EXTRAPERITONEAL LAPAROSCOPIC PARA-AORTIC LYMPH NODE DISSECTION FOR EARLY STAGE NONSEMINOMATOUS GERM CELL TUMORS OF THE TESTIS WITH INTRODUCTION OF A NERVE SPARING TECHNIQUE: DESCRIPTION AND RESULTS

Abstract
Purpose: The extraperitoneal approach is well suited to urological surgery. Transperitoneal laparoscopic para-aortic lymph node dissection has been reported with good results for early stage nonseminomatous germ cell tumor of the testis. We report our current experience with laparoscopic para-aortic lymph node dissection using a new extraperitoneal approach.
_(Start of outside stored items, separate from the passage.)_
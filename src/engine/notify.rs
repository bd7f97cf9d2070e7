//! Post-commit notifications.
//!
//! Engine operations queue an intent once their transaction has returned. A
//! full or closed queue is logged and dropped; it never undoes the dispatch
//! change that produced it.

use std::sync::Arc;

use chrono::{DateTime, Utc};
use tokio::sync::mpsc;
use tokio::sync::mpsc::error::TrySendError;
use tracing::{debug, info, warn};
use uuid::Uuid;

use crate::error::AppError;
use crate::models::notification::{Notification, NotificationKind};
use crate::models::trip::Trip;
use crate::state::AppState;

const SCHEDULE_FORMAT: &str = "%d/%m/%Y %H:%M";

#[derive(Debug, Clone)]
pub struct NotificationIntent {
    pub recipient_id: Uuid,
    pub kind: NotificationKind,
    pub trip_id: Uuid,
    pub message: String,
}

pub fn trip_assigned(state: &AppState, trip: &Trip, driver_id: Uuid) -> NotificationIntent {
    NotificationIntent {
        recipient_id: driver_id,
        kind: NotificationKind::TripAssigned,
        trip_id: trip.id,
        message: format!(
            "New trip assigned: {} on {}",
            route_label(state, trip),
            schedule_label(trip.scheduled_for)
        ),
    }
}

pub fn trip_accepted(state: &AppState, trip: &Trip) -> NotificationIntent {
    NotificationIntent {
        recipient_id: trip.requested_by,
        kind: NotificationKind::TripAccepted,
        trip_id: trip.id,
        message: format!(
            "Your trip {} on {} was accepted by the driver",
            route_label(state, trip),
            schedule_label(trip.scheduled_for)
        ),
    }
}

fn route_label(state: &AppState, trip: &Trip) -> String {
    state
        .fleet
        .route(trip.route_id)
        .map(|route| route.name)
        .unwrap_or_else(|_| trip.route_id.to_string())
}

fn schedule_label(at: DateTime<Utc>) -> String {
    at.format(SCHEDULE_FORMAT).to_string()
}

/// Queues an intent without waiting. Returns whether it was accepted.
pub fn emit(state: &AppState, intent: NotificationIntent) -> bool {
    let recipient_id = intent.recipient_id;
    let trip_id = intent.trip_id;

    match state.notification_tx.try_send(intent) {
        Ok(()) => {
            state.metrics.notifications_pending.inc();
            true
        }
        Err(TrySendError::Full(_)) => {
            warn!(%recipient_id, %trip_id, "notification queue full; dropping notification");
            false
        }
        Err(TrySendError::Closed(_)) => {
            warn!(%recipient_id, %trip_id, "notification queue closed; dropping notification");
            false
        }
    }
}

pub async fn run_notification_dispatcher(
    state: Arc<AppState>,
    mut notification_rx: mpsc::Receiver<NotificationIntent>,
) {
    info!("notification dispatcher started");

    while let Some(intent) = notification_rx.recv().await {
        state.metrics.notifications_pending.dec();
        deliver(&state, intent);
    }

    warn!("notification dispatcher stopped: queue channel closed");
}

pub fn deliver(state: &AppState, intent: NotificationIntent) -> Notification {
    let notification = Notification {
        id: Uuid::new_v4(),
        recipient_id: intent.recipient_id,
        kind: intent.kind,
        trip_id: intent.trip_id,
        message: intent.message,
        created_at: Utc::now(),
        read: false,
    };

    state
        .inbox
        .entry(notification.recipient_id)
        .or_default()
        .push(notification.clone());

    if state
        .notification_events_tx
        .send(notification.clone())
        .is_err()
    {
        debug!(notification_id = %notification.id, "no websocket subscribers");
    }

    info!(
        notification_id = %notification.id,
        recipient_id = %notification.recipient_id,
        trip_id = %notification.trip_id,
        kind = ?notification.kind,
        "notification delivered"
    );

    notification
}

/// The recipient's notifications, newest first.
pub fn inbox_of(state: &AppState, recipient_id: Uuid, unread_only: bool) -> Vec<Notification> {
    let mut notifications: Vec<Notification> = state
        .inbox
        .get(&recipient_id)
        .map(|entry| {
            entry
                .value()
                .iter()
                .filter(|notification| !unread_only || !notification.read)
                .cloned()
                .collect()
        })
        .unwrap_or_default();

    notifications.sort_by(|a, b| b.created_at.cmp(&a.created_at));
    notifications
}

pub fn mark_read(
    state: &AppState,
    caller_id: Uuid,
    notification_id: Uuid,
) -> Result<Notification, AppError> {
    if let Some(mut entry) = state.inbox.get_mut(&caller_id) {
        if let Some(notification) = entry.iter_mut().find(|n| n.id == notification_id) {
            notification.read = true;
            return Ok(notification.clone());
        }
    }

    Err(missing_from_inbox(state, notification_id))
}

/// Returns how many notifications changed from unread to read.
pub fn mark_all_read(state: &AppState, caller_id: Uuid) -> usize {
    let Some(mut entry) = state.inbox.get_mut(&caller_id) else {
        return 0;
    };

    let mut marked = 0;
    for notification in entry.iter_mut().filter(|n| !n.read) {
        notification.read = true;
        marked += 1;
    }

    debug!(%caller_id, marked, "notifications marked read");
    marked
}

pub fn delete_notification(
    state: &AppState,
    caller_id: Uuid,
    notification_id: Uuid,
) -> Result<(), AppError> {
    if let Some(mut entry) = state.inbox.get_mut(&caller_id) {
        let before = entry.len();
        entry.retain(|n| n.id != notification_id);
        if entry.len() < before {
            info!(%caller_id, %notification_id, "notification deleted");
            return Ok(());
        }
    }

    Err(missing_from_inbox(state, notification_id))
}

// Callers must not hold an inbox guard here.
fn missing_from_inbox(state: &AppState, notification_id: Uuid) -> AppError {
    let owned_elsewhere = state
        .inbox
        .iter()
        .any(|entry| entry.value().iter().any(|n| n.id == notification_id));

    if owned_elsewhere {
        AppError::Forbidden(format!("notification {notification_id} belongs to another user"))
    } else {
        AppError::NotFound(format!("notification {notification_id} not found"))
    }
}

#[cfg(test)]
mod tests {
    use chrono::{TimeZone, Utc};
    use uuid::Uuid;

    use super::{
        delete_notification, deliver, emit, inbox_of, mark_all_read, mark_read, trip_accepted,
        trip_assigned, NotificationIntent,
    };
    use crate::models::notification::NotificationKind;
    use crate::models::trip::{Trip, TripState};
    use crate::state::AppState;

    fn trip(route_id: Uuid) -> Trip {
        Trip {
            id: Uuid::new_v4(),
            hotel_id: Uuid::new_v4(),
            route_id,
            requested_by: Uuid::new_v4(),
            requested_at: Utc::now(),
            scheduled_for: Utc.with_ymd_and_hms(2026, 5, 1, 9, 30, 0).unwrap(),
            state: TripState::Assigned,
        }
    }

    #[test]
    fn messages_name_route_and_schedule() {
        let (state, _rx) = AppState::new(8, 8, true);
        let hotel = state.fleet.register_hotel("Harbour").unwrap();
        let route = state
            .fleet
            .register_route(hotel.id, "Airport", "Lobby", "Terminal 2")
            .unwrap();
        let trip = trip(route.id);
        let driver = Uuid::new_v4();

        let assigned = trip_assigned(&state, &trip, driver);
        assert_eq!(assigned.recipient_id, driver);
        assert_eq!(assigned.kind, NotificationKind::TripAssigned);
        assert!(assigned.message.contains("Airport"));
        assert!(assigned.message.contains("01/05/2026 09:30"));

        let accepted = trip_accepted(&state, &trip);
        assert_eq!(accepted.recipient_id, trip.requested_by);
        assert_eq!(accepted.kind, NotificationKind::TripAccepted);
    }

    #[test]
    fn full_queue_drops_without_error() {
        let (state, _rx) = AppState::new(1, 8, true);
        let intent = NotificationIntent {
            recipient_id: Uuid::new_v4(),
            kind: NotificationKind::TripAssigned,
            trip_id: Uuid::new_v4(),
            message: "hello".to_string(),
        };

        assert!(emit(&state, intent.clone()));
        assert!(!emit(&state, intent));
        assert_eq!(state.metrics.notifications_pending.get(), 1);
    }

    #[tokio::test]
    async fn delivered_notifications_land_in_inbox_and_stream() {
        let (state, mut rx) = AppState::new(8, 8, true);
        let mut events = state.notification_events_tx.subscribe();
        let recipient = Uuid::new_v4();

        emit(
            &state,
            NotificationIntent {
                recipient_id: recipient,
                kind: NotificationKind::TripAssigned,
                trip_id: Uuid::new_v4(),
                message: "trip for you".to_string(),
            },
        );

        let intent = rx.recv().await.unwrap();
        let delivered = deliver(&state, intent);

        let inbox = inbox_of(&state, recipient, false);
        assert_eq!(inbox.len(), 1);
        assert_eq!(inbox[0].id, delivered.id);
        assert!(!inbox[0].read);
        assert_eq!(events.recv().await.unwrap().id, delivered.id);
        assert!(inbox_of(&state, Uuid::new_v4(), false).is_empty());
    }

    fn delivered_to(state: &AppState, recipient_id: Uuid, count: usize) -> Vec<Uuid> {
        (0..count)
            .map(|i| {
                deliver(
                    state,
                    NotificationIntent {
                        recipient_id,
                        kind: NotificationKind::TripAssigned,
                        trip_id: Uuid::new_v4(),
                        message: format!("trip {i}"),
                    },
                )
                .id
            })
            .collect()
    }

    #[test]
    fn read_flags_filter_the_inbox() {
        let (state, _rx) = AppState::new(8, 8, true);
        let recipient = Uuid::new_v4();
        let ids = delivered_to(&state, recipient, 3);

        let marked = mark_read(&state, recipient, ids[0]).unwrap();
        assert!(marked.read);

        let unread = inbox_of(&state, recipient, true);
        assert_eq!(unread.len(), 2);
        assert!(unread.iter().all(|n| n.id != ids[0]));

        assert_eq!(mark_all_read(&state, recipient), 2);
        assert_eq!(mark_all_read(&state, recipient), 0);
        assert!(inbox_of(&state, recipient, true).is_empty());
        assert_eq!(inbox_of(&state, recipient, false).len(), 3);
    }

    #[test]
    fn only_the_recipient_may_touch_a_notification() {
        let (state, _rx) = AppState::new(8, 8, true);
        let owner = Uuid::new_v4();
        let other = Uuid::new_v4();
        let id = delivered_to(&state, owner, 1)[0];
        delivered_to(&state, other, 1);

        let err = mark_read(&state, other, id).unwrap_err();
        assert_eq!(err.reason(), "forbidden");
        let err = delete_notification(&state, other, id).unwrap_err();
        assert_eq!(err.reason(), "forbidden");
        let err = mark_read(&state, owner, Uuid::new_v4()).unwrap_err();
        assert_eq!(err.reason(), "not_found");

        delete_notification(&state, owner, id).unwrap();
        assert!(inbox_of(&state, owner, false).is_empty());
        let err = delete_notification(&state, owner, id).unwrap_err();
        assert_eq!(err.reason(), "not_found");
        assert_eq!(inbox_of(&state, other, false).len(), 1);
    }
}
Materials and Methods: The technique consists of an internal iliac extraperitoneal approach and complete unilateral modified laparoscopic para-aortic lymph node dissection. We assessed 25 patients with clinical stage I (20) or IIA (5) testicular nonseminomatous germ cell tumor who underwent this technique, including left and right lymphadenectomy in 13 and 12, respectively. In addition, nerve sparing dissection was performed in the last 12 cases. Results: An average of 9.8 (range 3 to 19) and 17.7 (range 5 to 29) lymph nodes were dissected on the right and left sides, respectively. No intraoperative or postoperative complications developed that required laparotomy. Average operative time was 3 hours 50 minutes (range 3 to 5 hours). Average hospital stay was 1.2 days (range 1 to 3). Results were positive in 10 patients who were given platinum based chemotherapy. At close followup of 15 months no late adverse effects or recurrence was observed. Conclusions: Although a larger experience and longer followup are required, extraperitoneal laparoscopy is a safe, effective and well suited method of diagnostic para-aortic lymph node dissection for early stage testicular nonseminomatous germ cell tumor. The specific advantages of this approach are no blind trocar insertion or bowel contact and ability to perform nerve sparing dissection. Moreover, it is cost-effective since only 3 trocars are necessary and recovery is rapid.